Explanation 1.—For the removal of doubts, it is hereby declared that where any salary paid in advance is included in the total income of any person for any previous year it shall not be included again in the total income of the person when the salary becomes due.
Explanation 2.—Any salary, bonus, commission or remuneration, by whatever name called, due to, or received by, a partner of a firm from the firm shall not be regarded as “salary” for the purposes of this section.
- “Salary”, “perquisite” and “profits in lieu of salary” defined. For the purposes of sections 15and 16 and of this section,— (1) “salary” includes— xx
(iv) any fees, commissions, perquisites or profits in lieu of or in addition to any salary or wages;
xx (3) “profits in lieu of salary” includes—
(i) the amount of any compensation due to or received by an assessee from his employer or former employer at or in connection with the termination of his employment or the modification of the terms and conditions relating thereto;
(ii) any payment (other than any payment referred to in clause (10), clause (10A), clause (10B), clause (11), clause (12), clause (13) or clause (13A) of section 10), due to or received by an assessee from an employer or a former employer or from a provident or other fund, to the extent to which it does not consist of contributions by the assessee or interest on such contributions or any sum received under a Keyman insurance policy including the sum allocated by way of bonus on such policy.

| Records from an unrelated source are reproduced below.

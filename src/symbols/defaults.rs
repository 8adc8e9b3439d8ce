// smps2bin - An SMPS2ASM music script assembler for Mega Drive sound drivers
// Copyright (C) 2026  Marcel Joachim Kloubert <marcel@kloubert.dev>
//
// This program is free software: you can redistribute it and/or modify
// it under the terms of the GNU Affero General Public License as published by
// the Free Software Foundation, either version 3 of the License, or
// (at your option) any later version.
//
// This program is distributed in the hope that it will be useful,
// but WITHOUT ANY WARRANTY; without even the implied warranty of
// MERCHANTABILITY or FITNESS FOR A PARTICULAR PURPOSE.  See the
// GNU Affero General Public License for more details.
//
// You should have received a copy of the GNU Affero General Public License
// along with this program.  If not, see <https://www.gnu.org/licenses/>.

//! The default dictionary.
//!
//! Note names, pitch offsets, PSG envelope and DAC sample IDs, pan
//! directions and channel IDs every SMPS2ASM song may refer to. Envelope and
//! sample numbering depends on the target driver.

use super::SymbolTable;
use crate::driver::DriverVersion;
use crate::error::Result;

/// First note value (`nRst`).
pub const NOTE_BASE: u32 = 0x80;

/// Semitones in an octave; also the PSG pitch difference between driver families.
pub const PSG_DELTA: u32 = 12;

/// `smpsNoAttack` marker byte.
pub const NO_ATTACK: u32 = 0xE7;

const NOTE_NAMES: [&str; 12] = [
    "C", "Cs", "D", "Eb", "E", "F", "Fs", "G", "Ab", "A", "Bb", "B",
];

/// Highest octave with a full set of note names; it stops at `nBb7`.
const LAST_OCTAVE: u32 = 7;

const DAC_S1: [(&str, u32); 7] = [
    ("dKick", 0x81),
    ("dSnare", 0x82),
    ("dTimpani", 0x83),
    ("dHiTimpani", 0x88),
    ("dMidTimpani", 0x89),
    ("dLowTimpani", 0x8A),
    ("dVLowTimpani", 0x8B),
];

const DAC_S2: &[&str] = &[
    "dKick", "dSnare", "dClap", "dScratch", "dTimpani", "dHiTom", "dVLowClap", "dHiTimpani",
    "dMidTimpani", "dLowTimpani", "dVLowTimpani", "dMidTom", "dLowTom", "dFloorTom", "dHiClap",
    "dMidClap", "dLowClap",
];

const DAC_S3_SK_S3D: &[&str] = &[
    "dSnareS3", "dHighTom", "dMidTomS3", "dLowTomS3", "dFloorTomS3", "dKickS3",
    "dMuffledSnare", "dCrashCymbal", "dRideCymbal", "dLowMetalHit", "dMetalHit",
    "dHighMetalHit", "dHigherMetalHit", "dMidMetalHit", "dClapS3", "dElectricHighTom",
    "dElectricMidTom", "dElectricLowTom", "dElectricFloorTom", "dTightSnare",
    "dMidpitchSnare", "dLooseSnare", "dLooserSnare", "dHiTimpaniS3", "dLowTimpaniS3",
    "dMidTimpaniS3", "dQuickLooseSnare", "dClick", "dPowerKick", "dQuickGlassCrash",
];

const DAC_S3_SK: &[&str] = &[
    "dGlassCrashSnare", "dGlassCrash", "dGlassCrashKick", "dQuietGlassCrash",
    "dOddSnareKick", "dKickExtraBass", "dComeOn", "dDanceSnare", "dLooseKick",
    "dModLooseKick", "dWoo", "dGo", "dSnareGo", "dPowerTom", "dHiWoodBlock",
    "dLowWoodBlock", "dHiHitDrum", "dLowHitDrum", "dMetalCrashHit", "dEchoedClapHit",
    "dLowerEchoedClapHit", "dHipHopHitKick", "dHipHopHitPowerKick", "dBassHey",
    "dDanceStyleKick", "dHipHopHitKick2", "dHipHopHitKick3", "dReverseFadingWind",
    "dScratchS3", "dLooseSnareNoise", "dPowerKick2", "dCrashingNoiseWoo", "dQuickHit",
    "dKickHey", "dPowerKickHit", "dLowPowerKickHit", "dLowerPowerKickHit",
    "dLowestPowerKickHit",
];

const DAC_S3D: &[&str] = &["dFinalFightMetalCrash", "dIntroKick"];

const DAC_S3: &[&str] = &["dEchoedClapHit_S3", "dLowerEchoedClapHit_S3"];

const PAN: [(&str, u32); 5] = [
    ("panNone", 0x00),
    ("panRight", 0x40),
    ("panLeft", 0x80),
    ("panCentre", 0xC0),
    ("panCenter", 0xC0),
];

const CHANNELS: [(&str, u32); 8] = [
    ("cPSG1", 0x80),
    ("cPSG2", 0xA0),
    ("cPSG3", 0xC0),
    ("cNoise", 0xE0),
    ("cFM3", 0x02),
    ("cFM4", 0x04),
    ("cFM5", 0x05),
    ("cFM6", 0x06),
];

/// Channel ID of the PSG noise channel.
pub const CHANNEL_NOISE: u32 = 0xE0;

/// Channel ID of FM6, which doubles as the DAC on the old drivers.
pub const CHANNEL_FM6: u32 = 0x06;

/// Value of note `name` + `octave`, e.g. `("Bb", 6)` for `nBb6`.
pub fn note_value(name: &str, octave: u32) -> Option<u32> {
    let semitone = NOTE_NAMES.iter().position(|n| *n == name)? as u32;
    let index = octave * 12 + semitone;
    // nB7 would be $E0, which is a coordination flag.
    if index >= LAST_OCTAVE * 12 + 11 {
        return None;
    }
    Some(NOTE_BASE + 1 + index)
}

/// Fill `table` with the default dictionary for `target`.
pub fn populate_defaults(table: &mut SymbolTable, target: DriverVersion) -> Result<()> {
    table.define_builtin("nRst", NOTE_BASE)?;
    let mut value = NOTE_BASE + 1;
    'notes: for octave in 0..=LAST_OCTAVE {
        for name in NOTE_NAMES {
            if octave == LAST_OCTAVE && name == "B" {
                break 'notes;
            }
            table.define_builtin(&format!("n{}{}", name, octave), value)?;
            value += 1;
        }
    }

    for step in (1..=10u32).rev() {
        table.define_builtin(&format!("smpsPitch{:02}lo", step), (256 - 12 * step) & 0xFF)?;
    }
    table.define_builtin("smpsPitch00", 0)?;
    for step in 1..=10u32 {
        table.define_builtin(&format!("smpsPitch{:02}hi", step), 12 * step)?;
    }

    table.define_builtin("smpsNoAttack", NO_ATTACK)?;

    let bb6 = note("Bb", 6);
    let b6 = note("B", 6);
    let a5 = note("A", 5);
    if target.is_new_family() {
        table.define_builtin("nMaxPSG", bb6 - PSG_DELTA)?;
        table.define_builtin("nMaxPSG1", bb6)?;
        table.define_builtin("nMaxPSG2", b6)?;
    } else {
        table.define_builtin("nMaxPSG", a5)?;
        table.define_builtin("nMaxPSG1", a5 + PSG_DELTA)?;
        table.define_builtin("nMaxPSG2", a5 + PSG_DELTA)?;
    }

    populate_psg_envelopes(table, target)?;
    populate_dac_samples(table, target)?;

    for (name, value) in PAN.iter().chain(CHANNELS.iter()) {
        table.define_builtin(name, *value)?;
    }

    Ok(())
}

fn note(name: &str, octave: u32) -> u32 {
    // Only called with names from NOTE_NAMES below octave 7.
    note_value(name, octave).unwrap_or(NOTE_BASE)
}

fn populate_psg_envelopes(table: &mut SymbolTable, target: DriverVersion) -> Result<()> {
    let mut id = 1;
    if target.is_new_family() {
        for n in 1..=0x27u32 {
            table.define_builtin(&format!("sTone_{:02X}", n), id)?;
            id += 1;
        }
    }

    let flat_count = if target == DriverVersion::SONIC_1 { 9 } else { 0x0D };
    for n in 1..=flat_count {
        table.define_builtin(&format!("fTone_{:02X}", n), id)?;
        id += 1;
    }
    Ok(())
}

fn populate_dac_samples(table: &mut SymbolTable, target: DriverVersion) -> Result<()> {
    if target == DriverVersion::SONIC_1 {
        for (name, value) in DAC_S1 {
            table.define_builtin(name, value)?;
        }
        return Ok(());
    }

    let lists: &[&[&str]] = match target.number() {
        2 => &[DAC_S2],
        3 => &[DAC_S3_SK_S3D, DAC_S3_SK, DAC_S3],
        4 => &[DAC_S3_SK_S3D, DAC_S3_SK],
        _ => &[DAC_S3_SK_S3D, DAC_S3_SK, DAC_S2, DAC_S3D, DAC_S3],
    };

    let mut id = 0x81;
    for name in lists.iter().flat_map(|list| list.iter()) {
        table.define_builtin(name, id)?;
        id += 1;
    }
    Ok(())
}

Explanation.—For the purposes of this sub-clause, the expression “Keyman insurance policy” shall have the meaning assigned to it in clause (10D) of section 10;
(iii) any amount due to or received, whether in lump sum or otherwise, by any assessee from any person— (A) before his joining any employment with that person; or (B) after cessation of his employment with that person.”
- At this stage it is important to analyse Section 192of the Income Tax Act. First and foremost, under sub-section (1) thereof, “any person responsible” for paying any income chargeable under the head “salaries” is alone brought into the dragnet of deduction of tax at source. The person responsible for paying an employee an amount which is to be regarded as the employee’s income is only the employer. In the facts of the present case, it is clear that the person who is responsible for paying the employee is not the employer at all, but a third person – namely, the customer. Also, if an employee receives income chargeable under a head other than the head “salaries”, then Section 192does not get attracted at all. In Emil Webber v. CIT, (1993) 2 SCC 453, the Ballarpur Paper and Straw Board Mills wanted to set up a caustic soda/chlorine manufacturing plant at Ballarpur. For this purpose, it entered into two agreements with Krebs, a French concern, which in turn entered into an agreement with a Swiss concern for making available services of certain personnel. The assessee, Emil Webber, was a person engaged by the Swiss concern. The assessee came to India and worked in connection with the setting up of the said plant. The question that was posed before this Court was whether the tax component paid by Ballarpur of the assessee’s taxable income could be included within the income of the assessee. This Court, in answering the said question, specifically stated in paragraph 8, that the question arose as to under which head of income should the said income be placed. This Court held that inasmuch as the assessee is not an employee of Ballarpur, which made the payment, it cannot be brought within the purview of Section 17 of the Act. Thus, such income must necessarily be placed under Section 56(1) of the Act as ‘income from other sources’.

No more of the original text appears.